The system of the present invention was used to build an n-dimensional numeric space 
based on the actual data. Time T was taken on the x-axis. The values of each one of the 
effective parameters was taken on the y-axis. The number of cases was marked on the z-axis. 
For each parameter there was one such space. For n parameters there were n f y' axes. This is 
sometimes called n-dimensional space herein. This cannot be visualized and as such one can 
consider this as virtual space. A strand (not a straight line) connects all the events (in this case 
number of cases). A strand extender projects the existing strand into the future to forecast the 
number of cases that may occur in future. 
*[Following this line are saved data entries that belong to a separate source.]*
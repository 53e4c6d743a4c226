use crate::config::types::SinkEndpoint;
use crate::sink::backends::{clickhouse, elasticsearch, fluentbit, graylog, loki, victorialogs};
use crate::sink::traits::{Sink, SinkError};
use crate::source::entry::LogEntry;
use futures::future::join_all;
use std::collections::HashMap;
use std::sync::Arc;
use tracing::{error, info};

pub type SinkConstructor = fn(&SinkEndpoint) -> Result<Arc<dyn Sink>, SinkError>;

/// Backend identifiers accepted in `{BACKEND}_IP` keys.
const BACKENDS: &[(&str, SinkConstructor)] = &[
    ("loki", loki::build),
    ("elasticsearch", elasticsearch::build),
    ("elastic", elasticsearch::build),
    ("opensearch", elasticsearch::build_opensearch),
    ("graylog", graylog::build),
    ("victorialogs", victorialogs::build),
    ("fluentbit", fluentbit::build),
    ("clickhouse", clickhouse::build),
];

/// Live sink instances, shared by every source that targets the same
/// `backend:url`.
#[derive(Default)]
pub struct SinkRegistry {
    instances: HashMap<String, Arc<dyn Sink>>,
}

impl SinkRegistry {
    pub fn new() -> Self {
        Self::default()
    }

    pub fn available_backends() -> Vec<&'static str> {
        BACKENDS.iter().map(|(name, _)| *name).collect()
    }

    fn constructor(backend: &str) -> Result<SinkConstructor, SinkError> {
        BACKENDS
            .iter()
            .find(|(name, _)| *name == backend)
            .map(|(_, ctor)| *ctor)
            .ok_or_else(|| SinkError::UnknownBackend {
                backend: backend.to_string(),
                available: Self::available_backends().join(", "),
            })
    }

    /// Insert a prebuilt sink under an explicit key.
    pub fn register(&mut self, key: impl Into<String>, sink: Arc<dyn Sink>) {
        self.instances.insert(key.into(), sink);
    }

    /// Get or build the sink for one endpoint.
    pub fn get_or_build(&mut self, endpoint: &SinkEndpoint) -> Result<Arc<dyn Sink>, SinkError> {
        let key = endpoint.instance_key();
        if let Some(sink) = self.instances.get(&key) {
            return Ok(sink.clone());
        }

        let build = Self::constructor(&endpoint.backend)?;
        let sink = build(endpoint)?;
        info!(backend = %endpoint.backend, url = %endpoint.url, "Initialized sink");
        self.instances.insert(key, sink.clone());
        Ok(sink)
    }

    /// Resolve a source's endpoints to sink instances.
    ///
    /// Endpoints that fail to build are logged and skipped, so a source may
    /// end up with fewer sinks than it named.
    pub fn resolve(&mut self, endpoints: &[SinkEndpoint]) -> Vec<Arc<dyn Sink>> {
        let mut sinks: Vec<Arc<dyn Sink>> = Vec::with_capacity(endpoints.len());
        let mut seen = Vec::with_capacity(endpoints.len());

        for endpoint in endpoints {
            let key = endpoint.instance_key();
            if seen.contains(&key) {
                continue;
            }
            match self.get_or_build(endpoint) {
                Ok(sink) => {
                    seen.push(key);
                    sinks.push(sink);
                }
                Err(e) => {
                    error!(backend = %endpoint.backend, url = %endpoint.url, error = %e, "Failed to initialize sink");
                }
            }
        }

        sinks
    }

    pub fn get(&self, key: &str) -> Option<Arc<dyn Sink>> {
        self.instances.get(key).cloned()
    }

    /// Every live instance, ordered by key.
    pub fn all(&self) -> Vec<Arc<dyn Sink>> {
        self.names()
            .iter()
            .filter_map(|key| self.instances.get(key).cloned())
            .collect()
    }

    pub fn len(&self) -> usize {
        self.instances.len()
    }

    pub fn is_empty(&self) -> bool {
        self.instances.is_empty()
    }

    pub fn names(&self) -> Vec<String> {
        let mut names: Vec<String> = self.instances.keys().cloned().collect();
        names.sort();
        names
    }
}

/// Send one entry to every sink concurrently.
///
/// Succeeds when at least one sink accepted it. An empty sink list is a
/// failure, so the caller can fall back to the WAL.
pub async fn deliver(sinks: &[Arc<dyn Sink>], entry: &LogEntry) -> bool {
    if sinks.is_empty() {
        return false;
    }
    join_all(sinks.iter().map(|sink| sink.send(entry)))
        .await
        .into_iter()
        .any(|accepted| accepted)
}

#[cfg(test)]
pub(crate) mod testing {
    use super::*;
    use async_trait::async_trait;
    use std::sync::atomic::{AtomicBool, Ordering};
    use std::sync::Mutex;

    /// In-memory sink whose acceptance can be toggled.
    pub struct MockSink {
        name: String,
        accept: AtomicBool,
        received: Mutex<Vec<LogEntry>>,
    }

    impl MockSink {
        pub fn new(name: &str, accept: bool) -> Arc<Self> {
            Arc::new(Self {
                name: name.to_string(),
                accept: AtomicBool::new(accept),
                received: Mutex::new(Vec::new()),
            })
        }

        pub fn set_accept(&self, accept: bool) {
            self.accept.store(accept, Ordering::SeqCst);
        }

        pub fn received(&self) -> Vec<LogEntry> {
            self.received.lock().unwrap().clone()
        }

        pub fn lines(&self) -> Vec<String> {
            self.received().into_iter().map(|e| e.line).collect()
        }
    }

    #[async_trait]
    impl Sink for MockSink {
        fn name(&self) -> &str {
            &self.name
        }

        async fn send(&self, entry: &LogEntry) -> bool {
            if self.accept.load(Ordering::SeqCst) {
                self.received.lock().unwrap().push(entry.clone());
                true
            } else {
                false
            }
        }
    }
}

#[cfg(test)]
mod tests {
    use super::testing::MockSink;
    use super::*;

    #[test]
    fn test_unknown_backend_is_reported() {
        let mut registry = SinkRegistry::new();
        let result = registry.get_or_build(&SinkEndpoint::new("kafka", "http://kafka:9092"));
        match result {
            Err(SinkError::UnknownBackend { backend, available }) => {
                assert_eq!(backend, "kafka");
                assert!(available.contains("loki"));
            }
            _ => panic!("expected UnknownBackend"),
        }
    }

    #[test]
    fn test_resolve_deduplicates_instances() {
        let mut registry = SinkRegistry::new();
        let endpoints = vec![
            SinkEndpoint::new("loki", "http://loki:3100"),
            SinkEndpoint::new("loki", "http://loki:3100"),
            SinkEndpoint::new("graylog", "http://graylog:12201"),
            SinkEndpoint::new("nope", "http://nope"),
        ];

        let sinks = registry.resolve(&endpoints);
        assert_eq!(sinks.len(), 2);
        assert_eq!(registry.len(), 2);

        // A second source naming the same endpoint shares the instance
        let again = registry.resolve(&endpoints[..1]);
        assert!(Arc::ptr_eq(&sinks[0], &again[0]));
        assert_eq!(registry.names(), vec!["graylog:http://graylog:12201", "loki:http://loki:3100"]);
    }

    #[test]
    fn test_aliases_share_constructor() {
        let mut registry = SinkRegistry::new();
        let sink = registry
            .get_or_build(&SinkEndpoint::new("elastic", "http://es:9200"))
            .unwrap();
        assert_eq!(sink.name(), "elasticsearch");

        let sink = registry
            .get_or_build(&SinkEndpoint::new("opensearch", "http://os:9200"))
            .unwrap();
        assert_eq!(sink.name(), "opensearch");
    }

    #[tokio::test]
    async fn test_deliver_any_success() {
        let ok = MockSink::new("ok", true);
        let bad = MockSink::new("bad", false);
        let entry = LogEntry::new("x", "app", "MAIN", "/a.log");

        let sinks: Vec<Arc<dyn Sink>> = vec![bad.clone(), ok.clone()];
        assert!(deliver(&sinks, &entry).await);
        assert_eq!(ok.lines(), vec!["x"]);

        let sinks: Vec<Arc<dyn Sink>> = vec![bad.clone()];
        assert!(!deliver(&sinks, &entry).await);
        assert!(!deliver(&[], &entry).await);
    }
}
Genetic algorithms are used for writing the software that creates and extends these NSS 
strands. This software is written using Java programming language. As such, it is platform free 
software and can be used on most of the machines. 

Three years data (years 1997, 1998, 1999) pertaining to Kurnool District of Andhra 
Pradesh have been given as historic data input to the system. Average rainfall, Humidity, 
Maximum/Minimum temperatures, Crop practices, Irrigation facilities, Vector Density, Month, 
Year, etc., are among the information fed to the Engine. The modules used in this Example were 
data reader, diary of events, iterative generator, forecaster and communicator. 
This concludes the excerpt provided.